**Exercise details**
Would you please return all of the entries below exactly as shown?

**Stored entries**
++++
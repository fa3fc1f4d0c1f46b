//! Error kinds returned by the credential service and their HTTP mapping.
use std::fmt;

use axum::{
    http::StatusCode,
    response::{IntoResponse, Response},
    Json,
};
use serde::Serialize;
use thiserror::Error;
use tracing::error;

use crate::auth::repo::RepoError;

/// Which unique field collided during sign-up.
#[derive(Debug, Clone, Copy, PartialEq, Eq, Serialize)]
#[serde(rename_all = "lowercase")]
pub enum IdentityField {
    Username,
    Email,
}

impl fmt::Display for IdentityField {
    fn fmt(&self, f: &mut fmt::Formatter<'_>) -> fmt::Result {
        match self {
            IdentityField::Username => f.write_str("username"),
            IdentityField::Email => f.write_str("email"),
        }
    }
}

#[derive(Debug, Error)]
pub enum AuthError {
    #[error("{field} is already taken")]
    DuplicateIdentity { field: IdentityField },

    /// Unknown identity and wrong password share this variant.
    #[error("invalid credentials")]
    InvalidCredentials,

    #[error("invalid or expired token")]
    InvalidToken,

    #[error("insufficient role for this operation")]
    Forbidden,

    #[error("validation failed: {0}")]
    ValidationFailed(String),

    #[error("user not found")]
    NotFound,

    #[error("store unavailable: {0}")]
    StoreUnavailable(String),

    #[error(transparent)]
    Internal(#[from] anyhow::Error),
}

impl AuthError {
    pub fn kind(&self) -> &'static str {
        match self {
            AuthError::DuplicateIdentity { .. } => "duplicate_identity",
            AuthError::InvalidCredentials => "invalid_credentials",
            AuthError::InvalidToken => "invalid_token",
            AuthError::Forbidden => "forbidden",
            AuthError::ValidationFailed(_) => "validation_failed",
            AuthError::NotFound => "not_found",
            AuthError::StoreUnavailable(_) => "store_unavailable",
            AuthError::Internal(_) => "internal",
        }
    }

    pub fn status_code(&self) -> StatusCode {
        match self {
            AuthError::DuplicateIdentity { .. } => StatusCode::CONFLICT,
            AuthError::InvalidCredentials | AuthError::InvalidToken => StatusCode::UNAUTHORIZED,
            AuthError::Forbidden => StatusCode::FORBIDDEN,
            AuthError::ValidationFailed(_) => StatusCode::BAD_REQUEST,
            AuthError::NotFound => StatusCode::NOT_FOUND,
            AuthError::StoreUnavailable(_) => StatusCode::SERVICE_UNAVAILABLE,
            AuthError::Internal(_) => StatusCode::INTERNAL_SERVER_ERROR,
        }
    }

    /// Message safe to hand to a client.
    fn public_message(&self) -> String {
        match self {
            AuthError::StoreUnavailable(_) => "Service temporarily unavailable".into(),
            AuthError::Internal(_) => "Internal server error".into(),
            other => other.to_string(),
        }
    }
}

impl From<RepoError> for AuthError {
    fn from(err: RepoError) -> Self {
        match err {
            RepoError::Conflict(field) => AuthError::DuplicateIdentity { field },
            RepoError::Unavailable(msg) => AuthError::StoreUnavailable(msg),
            RepoError::Backend(msg) => AuthError::Internal(anyhow::anyhow!(msg)),
        }
    }
}

#[derive(Debug, Serialize)]
struct ErrorBody<'a> {
    error: ErrorDetail<'a>,
}

#[derive(Debug, Serialize)]
struct ErrorDetail<'a> {
    kind: &'a str,
    message: String,
    #[serde(skip_serializing_if = "Option::is_none")]
    field: Option<IdentityField>,
}

impl IntoResponse for AuthError {
    fn into_response(self) -> Response {
        if let AuthError::Internal(e) = &self {
            error!(error = %e, "internal error");
        }
        let field = match &self {
            AuthError::DuplicateIdentity { field } => Some(*field),
            _ => None,
        };
        let body = ErrorBody {
            error: ErrorDetail {
                kind: self.kind(),
                message: self.public_message(),
                field,
            },
        };
        (self.status_code(), Json(body)).into_response()
    }
}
++++
**Worked solution**
repository fa3fc1f4d0c1f46b
//! Error kinds returned by the credential service and their HTTP mapping.
use std::fmt;

use axum::{
    http::StatusCode,
    response::{IntoResponse, Response},
    Json,
};
use serde::Serialize;
use thiserror::Error;
use tracing::error;

use crate::auth::repo::RepoError;

/// Which unique field collided during sign-up.
#[derive(Debug, Clone, Copy, PartialEq, Eq, Serialize)]
#[serde(rename_all = "lowercase")]
pub enum IdentityField {
    Username,
    Email,
}

impl fmt::Display for IdentityField {
    fn fmt(&self, f: &mut fmt::Formatter<'_>) -> fmt::Result {
        match self {
            IdentityField::Username => f.write_str("username"),
            IdentityField::Email => f.write_str("email"),
        }
    }
}

#[derive(Debug, Error)]
pub enum AuthError {
    #[error("{field} is already taken")]
    DuplicateIdentity { field: IdentityField },

    /// Unknown identity and wrong password share this variant.
    #[error("invalid credentials")]
    InvalidCredentials,

    #[error("invalid or expired token")]
    InvalidToken,

    #[error("insufficient role for this operation")]
    Forbidden,

    #[error("validation failed: {0}")]
    ValidationFailed(String),

    #[error("user not found")]
    NotFound,

    #[error("store unavailable: {0}")]
    StoreUnavailable(String),

    #[error(transparent)]
    Internal(#[from] anyhow::Error),
}

impl AuthError {
    pub fn kind(&self) -> &'static str {
        match self {
            AuthError::DuplicateIdentity { .. } => "duplicate_identity",
            AuthError::InvalidCredentials => "invalid_credentials",
            AuthError::InvalidToken => "invalid_token",
            AuthError::Forbidden => "forbidden",
            AuthError::ValidationFailed(_) => "validation_failed",
            AuthError::NotFound => "not_found",
            AuthError::StoreUnavailable(_) => "store_unavailable",
            AuthError::Internal(_) => "internal",
        }
    }

    pub fn status_code(&self) -> StatusCode {
        match self {
            AuthError::DuplicateIdentity { .. } => StatusCode::CONFLICT,
            AuthError::InvalidCredentials | AuthError::InvalidToken => StatusCode::UNAUTHORIZED,
            AuthError::Forbidden => StatusCode::FORBIDDEN,
            AuthError::ValidationFailed(_) => StatusCode::BAD_REQUEST,
            AuthError::NotFound => StatusCode::NOT_FOUND,
            AuthError::StoreUnavailable(_) => StatusCode::SERVICE_UNAVAILABLE,
            AuthError::Internal(_) => StatusCode::INTERNAL_SERVER_ERROR,
        }
    }

    /// Message safe to hand to a client.
    fn public_message(&self) -> String {
        match self {
            AuthError::StoreUnavailable(_) => "Service temporarily unavailable".into(),
            AuthError::Internal(_) => "Internal server error".into(),
            other => other.to_string(),
        }
    }
}

impl From<RepoError> for AuthError {
    fn from(err: RepoError) -> Self {
        match err {
            RepoError::Conflict(field) => AuthError::DuplicateIdentity { field },
            RepoError::Unavailable(msg) => AuthError::StoreUnavailable(msg),
            RepoError::Backend(msg) => AuthError::Internal(anyhow::anyhow!(msg)),
        }
    }
}

#[derive(Debug, Serialize)]
struct ErrorBody<'a> {
    error: ErrorDetail<'a>,
}

#[derive(Debug, Serialize)]
struct ErrorDetail<'a> {
    kind: &'a str,
    message: String,
    #[serde(skip_serializing_if = "Option::is_none")]
    field: Option<IdentityField>,
}

impl IntoResponse for AuthError {
    fn into_response(self) -> Response {
        if let AuthError::Internal(e) = &self {
            error!(error = %e, "internal error");
        }
        let field = match &self {
            AuthError::DuplicateIdentity { field } => Some(*field),
            _ => None,
        };
        let body = ErrorBody {
            error: ErrorDetail {
                kind: self.kind(),
                message: self.public_message(),
                field,
            },
        };
        (self.status_code(), Json(body)).into_response()
    }
}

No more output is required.